Population Guide

The “Population” object in evol is the base container for all your candidate solutions. Each candidate solution (sometimes referred to as a chromosome in the literature) lives inside of the population as an “Individual” and has a fitness score attached as a property.

_images/population-1.png

You do not typically deal with “Individual” objects directly but it is useful to know that they are data containers that have a chromosome property as well as a fitness property.

Creation

In order to create a population you need an evaluation function and either:

  1. a collection of candidate solutions
  2. a function that can generate candidate solutions

Both methods of initialising a population are demonstrated below.

import random
from evol import Population


def create_candidate():
    return random.random() - 0.5


def func_to_optimise(x):
    return x*2


def pick_random_parents(pop):
    return random.choice(pop)


random.seed(42)

pop1 = Population(chromosomes=[create_candidate() for _ in range(5)],
                  eval_function=func_to_optimise, maximize=True)

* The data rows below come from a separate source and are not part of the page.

//! Durable storage for the encrypted credential record.
//!
//! Only the ciphertext envelope is ever written here. Three backends share
//! one trait: a JSON file next to the site settings, the OS keychain
//! (Keychain on macOS, Credential Manager on Windows, Secret Service on
//! Linux), and an in-process store for tests and throwaway sessions.

use crate::config::{CredentialBackend, StorageSettings};
use crate::error::AppError;
use crate::models::CredentialRecord;
use keyring::Entry;
use serde_json::{Map, Value};
use std::path::{Path, PathBuf};
use std::sync::{Arc, Mutex};

/// Namespace the record is stored under in every backend.
pub const STORAGE_NAMESPACE: &str = "site-publisher-secure-storage";

/// Service name used in the keychain.
const SERVICE_NAME: &str = "site-publisher";

/// Durable store holding at most one credential record.
pub trait CredentialStore: Send + Sync {
    /// Load the stored record, `None` on first run.
    fn load(&self) -> Result<Option<CredentialRecord>, AppError>;

    /// Replace the stored record.
    fn save(&self, record: &CredentialRecord) -> Result<(), AppError>;

    /// Erase the stored record. Idempotent.
    fn clear(&self) -> Result<(), AppError>;

    /// Whether a record exists.
    fn exists(&self) -> Result<bool, AppError> {
        Ok(self.load()?.is_some())
    }
}

/// JSON file store.
///
/// The file is an object keyed by namespace so it can sit beside other
/// namespaced records without clobbering them.
#[derive(Debug, Clone)]
pub struct FileCredentialStore {
    path: PathBuf,
}

impl FileCredentialStore {
    pub fn new(path: impl Into<PathBuf>) -> Self {
        Self { path: path.into() }
    }

    pub fn path(&self) -> &Path {
        &self.path
    }

    fn read_all(&self) -> Result<Map<String, Value>, AppError> {
        match std::fs::read_to_string(&self.path) {
            Ok(raw) if raw.trim().is_empty() => Ok(Map::new()),
            Ok(raw) => serde_json::from_str(&raw).map_err(|e| {
                AppError::credential_storage(format!("Corrupted credential file: {}", e))
            }),
            Err(e) if e.kind() == std::io::ErrorKind::NotFound => Ok(Map::new()),
            Err(e) => Err(AppError::credential_storage(format!(
                "Failed to read credential file: {}",
                e
            ))),
        }
    }

    fn write_all(&self, records: &Map<String, Value>) -> Result<(), AppError> {
        if let Some(parent) = self.path.parent() {
            if !parent.as_os_str().is_empty() {
                std::fs::create_dir_all(parent)?;
            }
        }

        // Write to a sibling file first so a crash never leaves half a record.
        let tmp = self.path.with_extension("json.tmp");
        std::fs::write(&tmp, serde_json::to_string_pretty(records)?)?;
        std::fs::rename(&tmp, &self.path).map_err(|e| {
            AppError::credential_storage(format!("Failed to store credential: {}", e))
        })
    }
}

impl CredentialStore for FileCredentialStore {
    fn load(&self) -> Result<Option<CredentialRecord>, AppError> {
        let mut records = self.read_all()?;
        match records.remove(STORAGE_NAMESPACE) {
            Some(value) => serde_json::from_value(value).map(Some).map_err(|e| {
                AppError::credential_storage(format!("Corrupted credential record: {}", e))
            }),
            None => Ok(None),
        }
    }

    fn save(&self, record: &CredentialRecord) -> Result<(), AppError> {
        let mut records = self.read_all()?;
        records.insert(STORAGE_NAMESPACE.to_string(), serde_json::to_value(record)?);
        self.write_all(&records)
    }

    fn clear(&self) -> Result<(), AppError> {
        let mut records = self.read_all()?;
        if records.remove(STORAGE_NAMESPACE).is_none() {
            return Ok(());
        }
        self.write_all(&records)
    }
}

/// OS keychain store.
#[derive(Debug, Clone)]
pub struct KeyringCredentialStore {
    account: String,
}

impl KeyringCredentialStore {
    /// Store the record under the default namespace.
    pub fn new() -> Self {
        Self::for_account(STORAGE_NAMESPACE)
    }

    /// Store the record under a custom account name.
    pub fn for_account(account: &str) -> Self {
        Self {
            account: normalize_account(account),
        }
    }

    fn entry(&self) -> Result<Entry, AppError> {
        Entry::new(SERVICE_NAME, &self.account).map_err(|e| {
            AppError::credential_storage(format!("Failed to create keyring entry: {}", e))
        })
    }
}

impl Default for KeyringCredentialStore {
    fn default() -> Self {
        Self::new()
    }
}

impl CredentialStore for KeyringCredentialStore {
    fn load(&self) -> Result<Option<CredentialRecord>, AppError> {
        match self.entry()?.get_password() {
            Ok(raw) => serde_json::from_str(&raw).map(Some).map_err(|e| {
                AppError::credential_storage(format!("Corrupted credential record: {}", e))
            }),
            Err(keyring::Error::NoEntry) => Ok(None),
            Err(e) => Err(AppError::credential_storage(format!(
                "Failed to retrieve credential: {}",
                e
            ))),
        }
    }

    fn save(&self, record: &CredentialRecord) -> Result<(), AppError> {
        let raw = serde_json::to_string(record)?;
        self.entry()?
            .set_password(&raw)
            .map_err(|e| AppError::credential_storage(format!("Failed to store credential: {}", e)))
    }

    fn clear(&self) -> Result<(), AppError> {
        match self.entry()?.delete_credential() {
            Ok(()) => Ok(()),
            Err(keyring::Error::NoEntry) => Ok(()), // Idempotent: already deleted
            Err(e) => Err(AppError::credential_storage(format!(
                "Failed to delete credential: {}",
                e
            ))),
        }
    }
}

/// In-process store.
#[derive(Debug, Default)]
pub struct MemoryCredentialStore {
    record: Mutex<Option<CredentialRecord>>,
}

impl MemoryCredentialStore {
    pub fn new() -> Self {
        Self::default()
    }

    fn lock(&self) -> Result<std::sync::MutexGuard<'_, Option<CredentialRecord>>, AppError> {
        self.record
            .lock()
            .map_err(|_| AppError::credential_storage("Credential store lock poisoned"))
    }
}

impl CredentialStore for MemoryCredentialStore {
    fn load(&self) -> Result<Option<CredentialRecord>, AppError> {
        Ok(self.lock()?.clone())
    }

    fn save(&self, record: &CredentialRecord) -> Result<(), AppError> {
        *self.lock()? = Some(record.clone());
        Ok(())
    }

    fn clear(&self) -> Result<(), AppError> {
        *self.lock()? = None;
        Ok(())
    }
}

/// Store for the configured backend.
pub fn store_from_settings(settings: &StorageSettings) -> Arc<dyn CredentialStore> {
    match settings.backend {
        CredentialBackend::File => {
            log::debug!(
                "Using credential file {}",
                settings.credential_path.display()
            );
            Arc::new(FileCredentialStore::new(settings.credential_path.clone()))
        }
        CredentialBackend::Keyring => {
            log::debug!("Using OS keychain for credentials");
            Arc::new(KeyringCredentialStore::new())
        }
    }
}

/// Normalize an account name for the keychain.
fn normalize_account(account: &str) -> String {
    account.trim().to_lowercase()
}

#[cfg(test)]
mod tests {
    use super::*;

    fn record(value: &str) -> CredentialRecord {
        CredentialRecord {
            encrypted_key: value.to_string(),
        }
    }

    #[test]
    fn test_normalize_account() {
        assert_eq!(normalize_account(" Site-Publisher "), "site-publisher");
    }

    #[test]
    fn test_file_store_round_trip_and_clear() {
        let dir = tempfile::tempdir().unwrap();
        let store = FileCredentialStore::new(dir.path().join("nested").join("credentials.json"));

        assert!(!store.exists().unwrap());
        store.save(&record("v1:abc")).unwrap();
        assert_eq!(store.load().unwrap(), Some(record("v1:abc")));

        store.clear().unwrap();
        assert!(store.load().unwrap().is_none());
        // Clearing twice is not an error
        store.clear().unwrap();
    }

    #[test]
    fn test_file_store_keeps_other_namespaces() {
        let dir = tempfile::tempdir().unwrap();
        let path = dir.path().join("credentials.json");
        std::fs::write(&path, r#"{"other-app": {"token": "x"}}"#).unwrap();

        let store = FileCredentialStore::new(&path);
        store.save(&record("v1:abc")).unwrap();
        store.clear().unwrap();

        let raw = std::fs::read_to_string(&path).unwrap();
        assert!(raw.contains("other-app"));
        assert!(!raw.contains(STORAGE_NAMESPACE));
    }

    #[test]
    fn test_file_store_only_persists_encrypted_key_field() {
        let dir = tempfile::tempdir().unwrap();
        let path = dir.path().join("credentials.json");
        let store = FileCredentialStore::new(&path);
        store.save(&record("v1:abc")).unwrap();

        let raw: Value = serde_json::from_str(&std::fs::read_to_string(&path).unwrap()).unwrap();
        let stored = raw[STORAGE_NAMESPACE].as_object().unwrap();
        assert_eq!(stored.len(), 1);
        assert_eq!(stored["encryptedKey"], "v1:abc");
    }

    #[test]
    fn test_memory_store() {
        let store = MemoryCredentialStore::new();
        store.save(&record("v1:x")).unwrap();
        assert!(store.exists().unwrap());
        store.clear().unwrap();
        assert!(!store.exists().unwrap());
    }

    #[test]
    fn test_file_backend_writes_configured_path() {
        let dir = tempfile::tempdir().unwrap();
        let settings = StorageSettings {
            backend: CredentialBackend::File,
            credential_path: dir.path().join("credentials.json"),
        };

        let store = store_from_settings(&settings);
        store.save(&record("v1:abc")).unwrap();
        assert!(settings.credential_path.exists());
        assert_eq!(store.load().unwrap(), Some(record("v1:abc")));
    }

    #[test]
    fn test_keyring_backend_never_touches_credential_file() {
        let dir = tempfile::tempdir().unwrap();
        let settings = StorageSettings {
            backend: CredentialBackend::Keyring,
            credential_path: dir.path().join("credentials.json"),
        };

        let store = store_from_settings(&settings);
        // The keychain may be unavailable here; only the file matters
        let _ = store.save(&record("v1:abc"));
        let _ = store.clear();
        assert!(!settings.credential_path.exists());
    }
}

pop2 = Population.generate(init_function=create_candidate,
                           eval_function=func_to_optimise,
                           size=5,
                           maximize=False)

Lazy Evaluation

If we were to now query the contents of the population object you can use a for loop to view some of the contents.

> [i for i in pop1]
[<individual id:05c4f0 fitness:None>,
 <individual id:cdd150 fitness:None>,
 <individual id:110e12 fitness:None>,
 <individual id:a77886 fitness:None>,
 <individual id:8a71e9 fitness:None>]
> [i.chromosome for i in pop1]
[ 0.13942679845788375,
 -0.47498924477733306,
 -0.22497068163088074,
 -0.27678926185117725,
  0.2364712141640124]

You might be slightly suprised by the following result though.

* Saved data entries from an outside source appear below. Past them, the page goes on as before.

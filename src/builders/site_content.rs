//! Site configuration builder.
//!
//! Publishes `site-content.json` and `card-styles.json` together with the
//! favicon, avatar, art images, background images and social button icons.
//! Favicon and avatar live at fixed paths; everything else is content-hashed.

use super::assets::{to_tab_json, AssetDir, PendingUpload};
use super::{BuildOutput, ChangeSetBuilder};
use crate::error::AppError;
use crate::models::{CardStyles, ChangeSet, ImageRef, SiteContent};
use serde::Serialize;
use std::collections::{BTreeMap, HashSet};

pub const SITE_CONTENT_PATH: &str = "src/config/site-content.json";
pub const CARD_STYLES_PATH: &str = "src/config/card-styles.json";
pub const FAVICON_PATH: &str = "public/favicon.png";
pub const AVATAR_PATH: &str = "public/images/avatar.png";
pub const SITE_COMMIT_MESSAGE: &str = "chore: update site configuration via web editor";

/// Site content plus card styles, published as a pair.
#[derive(Debug, Clone, Default, PartialEq, Serialize)]
#[serde(rename_all = "camelCase")]
pub struct SiteConfigState {
    pub content: SiteContent,
    pub card_styles: CardStyles,
}

/// Edited site configuration.
///
/// Art and background uploads are keyed by image id, social button uploads
/// by button id.
#[derive(Debug, Clone, Default)]
pub struct SiteConfigEdit {
    pub previous: SiteContent,
    pub content: SiteContent,
    pub card_styles: CardStyles,
    pub favicon: Option<PendingUpload>,
    pub avatar: Option<PendingUpload>,
    pub art_uploads: BTreeMap<String, PendingUpload>,
    pub background_uploads: BTreeMap<String, PendingUpload>,
    pub social_button_uploads: BTreeMap<String, PendingUpload>,
}

fn art_dir() -> AssetDir {
    AssetDir::new("public/images/art/", "/images/art/")
}

fn background_dir() -> AssetDir {
    AssetDir::new("public/images/background/", "/images/background/")
}

fn social_button_dir() -> AssetDir {
    AssetDir::new("public/images/social-buttons/", "/images/social-buttons/")
}

fn apply_image_uploads(
    changes: &mut ChangeSet,
    dir: &AssetDir,
    images: &mut [ImageRef],
    uploads: &BTreeMap<String, PendingUpload>,
    field: &str,
) -> Result<(), AppError> {
    for (id, upload) in uploads {
        let image = images.iter_mut().find(|i| &i.id == id).ok_or_else(|| {
            AppError::invalid_input_field(format!("No image with id {}", id), field)
        })?;
        image.url = dir.stage(changes, upload);
    }
    Ok(())
}

/// Every image URL the site content references.
fn referenced_urls(content: &SiteContent) -> impl Iterator<Item = &str> {
    content
        .art_images
        .iter()
        .chain(&content.background_images)
        .map(|i| i.url.as_str())
        .chain(content.social_buttons.iter().filter_map(|b| b.image.as_deref()))
}

impl ChangeSetBuilder for SiteConfigEdit {
    type State = SiteConfigState;

    fn build(self) -> Result<BuildOutput<SiteConfigState>, AppError> {
        let Self {
            previous,
            mut content,
            card_styles,
            favicon,
            avatar,
            art_uploads,
            background_uploads,
            social_button_uploads,
        } = self;
        let mut changes = ChangeSet::new(SITE_COMMIT_MESSAGE);

        let art = art_dir();
        let background = background_dir();
        let social = social_button_dir();

        apply_image_uploads(
            &mut changes,
            &art,
            &mut content.art_images,
            &art_uploads,
            "artImages",
        )?;
        apply_image_uploads(
            &mut changes,
            &background,
            &mut content.background_images,
            &background_uploads,
            "backgroundImages",
        )?;
        for (id, upload) in &social_button_uploads {
            let button = content
                .social_buttons
                .iter_mut()
                .find(|b| &b.id == id)
                .ok_or_else(|| {
                    AppError::invalid_input_field(
                        format!("No social button with id {}", id),
                        "socialButtons",
                    )
                })?;
            button.image = Some(social.stage(&mut changes, upload));
        }

        changes.write_text(SITE_CONTENT_PATH, to_tab_json(&content)?);
        changes.write_text(CARD_STYLES_PATH, to_tab_json(&card_styles)?);

        if let Some(favicon) = favicon {
            changes.write_binary(FAVICON_PATH, favicon.bytes);
        }
        if let Some(avatar) = avatar {
            changes.write_binary(AVATAR_PATH, avatar.bytes);
        }

        let current: HashSet<&str> = referenced_urls(&content).collect();
        for dir in [&art, &background, &social] {
            dir.delete_stale(&mut changes, referenced_urls(&previous), &current);
        }

        Ok(BuildOutput {
            changes,
            state: SiteConfigState {
                content,
                card_styles,
            },
        })
    }
}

> [i.fitness for i in pop1]
[None, None, None, None, None]

The fitness property seems to not exist. But if we call the “evaluate” method first then suddenly it does seem to make an appearance.

> [i.fitness for i in pop1.evaluate()]
[ 0.2788535969157675,
 -0.9499784895546661,
 -0.4499413632617615,
 -0.5535785237023545,
  0.4729424283280248]

There is some logic behind this. Typically the evaluation function can be very expensive to calculate so you might want to consider running it as late as possible and as few times as possible. The only command that needs a fitness is the “survive” method. All other methods can apply transformations to the chromosome without needing to evaluate the fitness.

More Lazyness

To demonstrate the effect of this lazyness, let’s see the effect of the fitness of the individuals.

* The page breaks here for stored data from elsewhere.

//! Authentication commands.
//!
//! These commands drive the vault from the login screen: first-run setup,
//! unlocking an existing credential, logging out and erasing the credential.

use crate::error::AppError;
use crate::models::AuthStatus;
use crate::state::AppState;
use serde::Deserialize;

/// Input for the login command.
#[derive(Debug, Deserialize)]
#[serde(rename_all = "camelCase")]
pub struct LoginInput {
    /// PEM private key; required on first run, ignored afterwards.
    #[serde(default)]
    pub pem: Option<String>,

    /// Passphrase protecting the stored key.
    pub passphrase: String,
}

/// Which login flow the UI should show.
pub async fn auth_status(state: &AppState) -> Result<AuthStatus, AppError> {
    Ok(AuthStatus {
        has_stored_credential: state.vault().has_stored_credential()?,
        is_unlocked: state.session().is_authenticated().await,
    })
}

/// Set up the vault on first run, unlock it otherwise.
///
/// # Errors
/// - `InvalidInput` if no key was supplied on first run
/// - `InvalidKeyFormat` if the supplied key is not PEM
/// - `UnlockFailed` if the passphrase does not decrypt the stored key
pub async fn login(state: &AppState, input: LoginInput) -> Result<AuthStatus, AppError> {
    let vault = state.vault();

    if vault.has_stored_credential()? {
        if input.pem.is_some() {
            log::debug!("Credential already stored, ignoring supplied key");
        }
        vault.unlock(&input.passphrase).await?;
    } else {
        let pem = input
            .pem
            .as_deref()
            .filter(|pem| !pem.trim().is_empty())
            .ok_or_else(|| {
                AppError::invalid_input_field("A private key is required for first-time setup", "pem")
            })?;
        vault.initialize(pem.as_bytes(), &input.passphrase).await?;
    }

    auth_status(state).await
}

/// End the session; the stored credential stays for the next unlock.
pub async fn logout(state: &AppState) -> Result<AuthStatus, AppError> {
    state.vault().lock().await;
    auth_status(state).await
}

/// End the session and erase the stored credential.
pub async fn reset_credentials(state: &AppState) -> Result<AuthStatus, AppError> {
    state.vault().reset().await?;
    auth_status(state).await
}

First, note that after a survive method everything is evaluated.

> [i.fitness for i in pop1.survive(n=3)]
[0.4729424283280248, 0.2788535969157675, -0.4499413632617615]

If we were to add a mutate step afterwards we will see that the lazyness kicks in again. Only if we add an evaluate step will we see fitness values again.

def add_noise(x):
    return 0.1 * (random.random() - 0.5) + x

> [i.fitness for i in pop1.survive(n=3).mutate(add_noise)]
[None, None, None]
> [i.fitness for i in pop1.survive(n=3).mutate(add_noise).evaluate()]
[0.3564375534260752, 0.30990154209234466, -0.5356458732043454]

If you want to work with fitness values explicitly it is good to know about this, otherwise the library will try to be as conservative as possible when it comes to evaluating the fitness function.